Highway merging task requires predicting the trajectories of other vehicles and planning the trajectory of ego vehicle performing lane changes with appropriate relative speed and distance within a limited time and space, and it is one of the most challenging tasks in autonomous driving. To obtain a desirable solution from the combination of multiple vehicle trajectories, we devised the use of combinatorial optimization and conducted verification using a quantum-inspired machine.

Development of Localization Function for Achieving Autonomous Driving in Failing Environment of GNSS

Takahiro Sakai･Noriyasu Hasejima･Teppei Saitoh (Hitachi)

We developed a method to enhance localization function by integrating the results of GNSS, dead reckoning, point cloud matching, and template matching to realize autonomous driving systems in environments where GNSS is unavailable. As a result, we confirmed that autonomous driving can be sustained in GNSS-denied environments and that we can minimize tracking errors along the target trajectory.

Development of a Remote Driving Function Using a Digital Twin Environment Constructed with High-Resolution 3D Models

Noriyasu Hasejima･Kenta Maeda･Yoshibumi Fukuda･Tsuyoshi Kitamura･Hiroyuki Yamada･Naoyuki Tashiro (Hitachi)

To realize unmanned operation of autonomous driving services, the remote assist function is considered one of the key technologies as a backup for emergency situations. In this presentation, we report on the development of a remote assist function with low communication bandwidth that supports the process from stopping to resuming autonomous driving, by reflecting driving commands in a digital twin environment that reproduces the real world as a high-resolution 3D model.

Precise Docking Control of Urban Autonomous Driving using Multiple-Coordinates-based Cost Function

Hidemi Ando･Yuki Shiozawa･Takashi Fukushige (Nissan Motor)

In urban autonomous vehicles used for mobility services, it is essential to approach and stop at precise docking positions, avoiding parked vehicles and other obstacles to facilitate passenger boarding and alighting. In this study, we developed an MPC framework that combines a cost function for precise docking evaluation in Cartesian coordinates with an obstacle avoidance evaluation in Frenet coordinates. The proposed method was validated through real-world vehicle experiments.

Proposal for Stuck Vehicle Escape Control Using Tire Position Prediction in a Depression Based on Acceleration

YUJI HARA･KENTARO NISHIDA･TAKAHIRO YOKOKAWA･YOSHIYUKI IMASHIOYA (Toyota Motor)

There is a need for off-road autonomous driving to improve automobile safety.
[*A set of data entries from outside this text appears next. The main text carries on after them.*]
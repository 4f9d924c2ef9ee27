//! Link classification and feeding of the URL store
//!
//! Every link found on a page ends up in one of three places:
//! - dropped (not crawlable at all, or external while external links are off)
//! - recorded as known but excluded (non-crawlable path, wrong language,
//!   disallowed by robots.txt)
//! - queued as pending in the URL store

use crate::crawler::parser::{effective_base, parse_html, resolve_link, ParsedPage};
use crate::robots::{is_allowed, RobotsRules};
use crate::store::{UrlState, UrlStore};
use crate::url::{normalize_url, origin_of, LanguageOracle, LocaleHeuristic, PathRules};
use std::fmt;
use std::sync::Arc;
use url::Url;

/// A link found on a page, with everything needed to decide its fate
#[derive(Debug, Clone, PartialEq, Eq)]
pub struct Link {
    /// The href as written in the document
    pub raw_href: String,
    /// Absolute, normalized URL; `None` when the link is not crawlable at all
    pub resolved_url: Option<String>,
    /// Same origin as the page's site
    pub is_internal: bool,
    /// Looks like a listing page (tag, category, pagination)
    pub is_navigation: bool,
    /// Not matched by any not-crawlable pattern
    pub is_crawlable: bool,
    /// Passes the language filter (always true without a filter)
    pub language_ok: bool,
    /// Allowed by robots.txt (always true without rules)
    pub robots_ok: bool,
}

impl Link {
    /// Returns true if the link may enter the todo queue
    pub fn is_queueable(&self) -> bool {
        self.resolved_url.is_some() && self.is_crawlable && self.language_ok && self.robots_ok
    }
}

/// Counts of what a `process_links` call changed in the store
#[derive(Debug, Clone, Copy, Default, PartialEq, Eq)]
pub struct LinkReport {
    /// Newly known URLs queued as pending
    pub added: usize,
    /// Newly known URLs recorded as excluded
    pub excluded: usize,
}

/// Classifies links and feeds them into a URL store
#[derive(Clone)]
pub struct LinkProcessor {
    path_rules: PathRules,
    oracle: Arc<dyn LanguageOracle>,
    user_agent: String,
}

impl fmt::Debug for LinkProcessor {
    fn fmt(&self, f: &mut fmt::Formatter<'_>) -> fmt::Result {
        f.debug_struct("LinkProcessor")
            .field("path_rules", &self.path_rules)
            .field("user_agent", &self.user_agent)
            .finish_non_exhaustive()
    }
}

impl Default for LinkProcessor {
    fn default() -> Self {
        Self::new(PathRules::default(), Arc::new(LocaleHeuristic), "*")
    }
}

impl LinkProcessor {
    /// Creates a processor
    ///
    /// # Arguments
    ///
    /// * `path_rules` - Navigation and not-crawlable patterns
    /// * `oracle` - Language predicate used when a language filter is set
    /// * `user_agent` - Product token checked against robots.txt
    pub fn new(path_rules: PathRules, oracle: Arc<dyn LanguageOracle>, user_agent: &str) -> Self {
        Self {
            path_rules,
            oracle,
            user_agent: user_agent.to_string(),
        }
    }

    /// Path rules in use
    pub fn path_rules(&self) -> &PathRules {
        &self.path_rules
    }

    /// Language oracle in use
    pub fn oracle(&self) -> &dyn LanguageOracle {
        self.oracle.as_ref()
    }

    /// Extracts and classifies all links of a document
    ///
    /// Links that cannot be resolved to an HTTP(S) URL are returned with
    /// `resolved_url = None`.
    pub fn classify(
        &self,
        html: &str,
        base_url: &str,
        language: Option<&str>,
        rules: Option<&RobotsRules>,
    ) -> Vec<Link> {
        self.classify_parsed(&parse_html(html), base_url, language, rules)
    }

    /// Classifies the links of an already parsed document
    pub fn classify_parsed(
        &self,
        parsed: &ParsedPage,
        base_url: &str,
        language: Option<&str>,
        rules: Option<&RobotsRules>,
    ) -> Vec<Link> {
        let Ok(page_url) = Url::parse(base_url.trim()) else {
            tracing::debug!("Cannot extract links relative to invalid base {}", base_url);
            return Vec::new();
        };
        let site = origin_of(&page_url);
        let base = effective_base(parsed.base_href.as_deref(), &page_url);

        parsed
            .hrefs
            .iter()
            .map(|href| {
                let raw_href = href.clone();
                let resolved = resolve_link(&raw_href, &base)
                    .and_then(|url| normalize_url(url.as_str()).ok());

                match resolved {
                    Some(url) => {
                        let url_str = url.as_str();
                        Link {
                            is_internal: site.is_some() && origin_of(&url) == site,
                            is_navigation: self.path_rules.is_navigation(url_str),
                            is_crawlable: !self.path_rules.is_not_crawlable(url_str),
                            language_ok: language
                                .map_or(true, |lang| self.oracle.matches_language(url_str, lang)),
                            robots_ok: is_allowed(rules, &self.user_agent, url_str),
                            resolved_url: Some(url.to_string()),
                            raw_href,
                        }
                    }
                    None => Link {
                        raw_href,
                        resolved_url: None,
                        is_internal: false,
                        is_navigation: false,
                        is_crawlable: false,
                        language_ok: false,
                        robots_ok: false,
                    },
                }
            })
            .collect()
    }

    /// Extracts links from a document and records them in the store
    ///
    /// New navigation links are queued ahead of the pages already waiting,
    /// in document order; other new links are queued last.
    ///
    /// # Arguments
    ///
    /// * `store` - The URL store to feed
    /// * `html` - The document
    /// * `base_url` - URL the document was fetched from; relative links are
    ///   resolved against it and it defines which links are internal
    /// * `language` - Optional language filter
    /// * `external` - Keep links to other sites
    /// * `rules` - robots.txt rules of the site, if any
    ///
    /// # Returns
    ///
    /// How many URLs became newly known, split by pending and excluded
    pub fn process_links(
        &self,
        store: &UrlStore,
        html: &str,
        base_url: &str,
        language: Option<&str>,
        external: bool,
        rules: Option<&RobotsRules>,
    ) -> LinkReport {
        self.process_parsed(store, &parse_html(html), base_url, language, external, rules)
    }

    /// Records the links of an already parsed document in the store
    ///
    /// See [`process_links`](Self::process_links).
    pub fn process_parsed(
        &self,
        store: &UrlStore,
        parsed: &ParsedPage,
        base_url: &str,
        language: Option<&str>,
        external: bool,
        rules: Option<&RobotsRules>,
    ) -> LinkReport {
        let mut entries = Vec::new();

        for link in self.classify_parsed(parsed, base_url, language, rules) {
            let Some(url) = link.resolved_url.as_deref() else {
                continue;
            };
            if !link.is_internal && !external {
                continue;
            }
            let state = if link.is_queueable() {
                UrlState::Pending
            } else {
                tracing::trace!(
                    "Excluding {} (crawlable: {}, language: {}, robots: {})",
                    url,
                    link.is_crawlable,
                    link.language_ok,
                    link.robots_ok
                );
                UrlState::Excluded
            };
            entries.push((url.to_string(), state, link.is_navigation));
        }

        let mut report = LinkReport::default();
        for (_, state) in store.add_prioritized(entries) {
            match state {
                UrlState::Excluded => report.excluded += 1,
                _ => report.added += 1,
            }
        }
        tracing::debug!(
            "Links from {}: {} queued, {} excluded",
            base_url,
            report.added,
            report.excluded
        );
        report
    }

    /// Returns true if the todo queue still holds a navigation page
    ///
    /// Content-driven, not count-driven: one listing page among many
    /// content pages is enough. An empty queue yields false.
    pub fn is_still_navigation<I, S>(&self, todo: I) -> bool
    where
        I: IntoIterator<Item = S>,
        S: AsRef<str>,
    {
        todo.into_iter()
            .any(|url| self.path_rules.is_navigation(url.as_ref()))
    }
}

/// Extracts links with the default heuristics and records them in the store
///
/// See [`LinkProcessor::process_links`]; robots checks use the `*` group.
///
/// # Examples
///
/// ```
/// use sumi_spider::crawler::process_links;
/// use sumi_spider::UrlStore;
///
/// let store = UrlStore::new();
/// let html = r#"<a href="https://example.org/page1"/><a href="https://example.org/page1/"/><a href="https://test.org/page1"/>"#;
/// process_links(&store, html, "https://example.org", None, false, None);
/// assert_eq!(store.find_known_urls("https://example.org").len(), 1);
/// ```
pub fn process_links(
    store: &UrlStore,
    html: &str,
    base_url: &str,
    language: Option<&str>,
    external: bool,
    rules: Option<&RobotsRules>,
) -> LinkReport {
    LinkProcessor::default().process_links(store, html, base_url, language, external, rules)
}

/// Navigation check with the default heuristics
///
/// See [`LinkProcessor::is_still_navigation`].
pub fn is_still_navigation<I, S>(todo: I) -> bool
where
    I: IntoIterator<Item = S>,
    S: AsRef<str>,
{
    LinkProcessor::default().is_still_navigation(todo)
}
Particularly, getting unstuck requires advanced driving skills, and for those without these skills, the worst-case scenario is that they may be unable to move the vehicle at all. Therefore, this research proposes a function to get unstuck by estimating the tire's position in a depression based on acceleration and controlling the driving force according to that position.

Straight Path Tracking Control of a Trailer for Car-Caravan Type Articulated Tracked Vehicles Using Time-State Control Form

Bunji Mizukami･Yuichi Chida･Masaya Tanemura (Shinshu University)

In car-caravan type articulated tracked vehicles consisting of a tractor controlled by velocity and angular velocity and a trailer without driving force, we devised a transformation into a time-state control form along with control input conversion. This approach enabled straight path tracking of the trailer while avoiding jackknifing. The effectiveness of the proposed method was verified through simulations.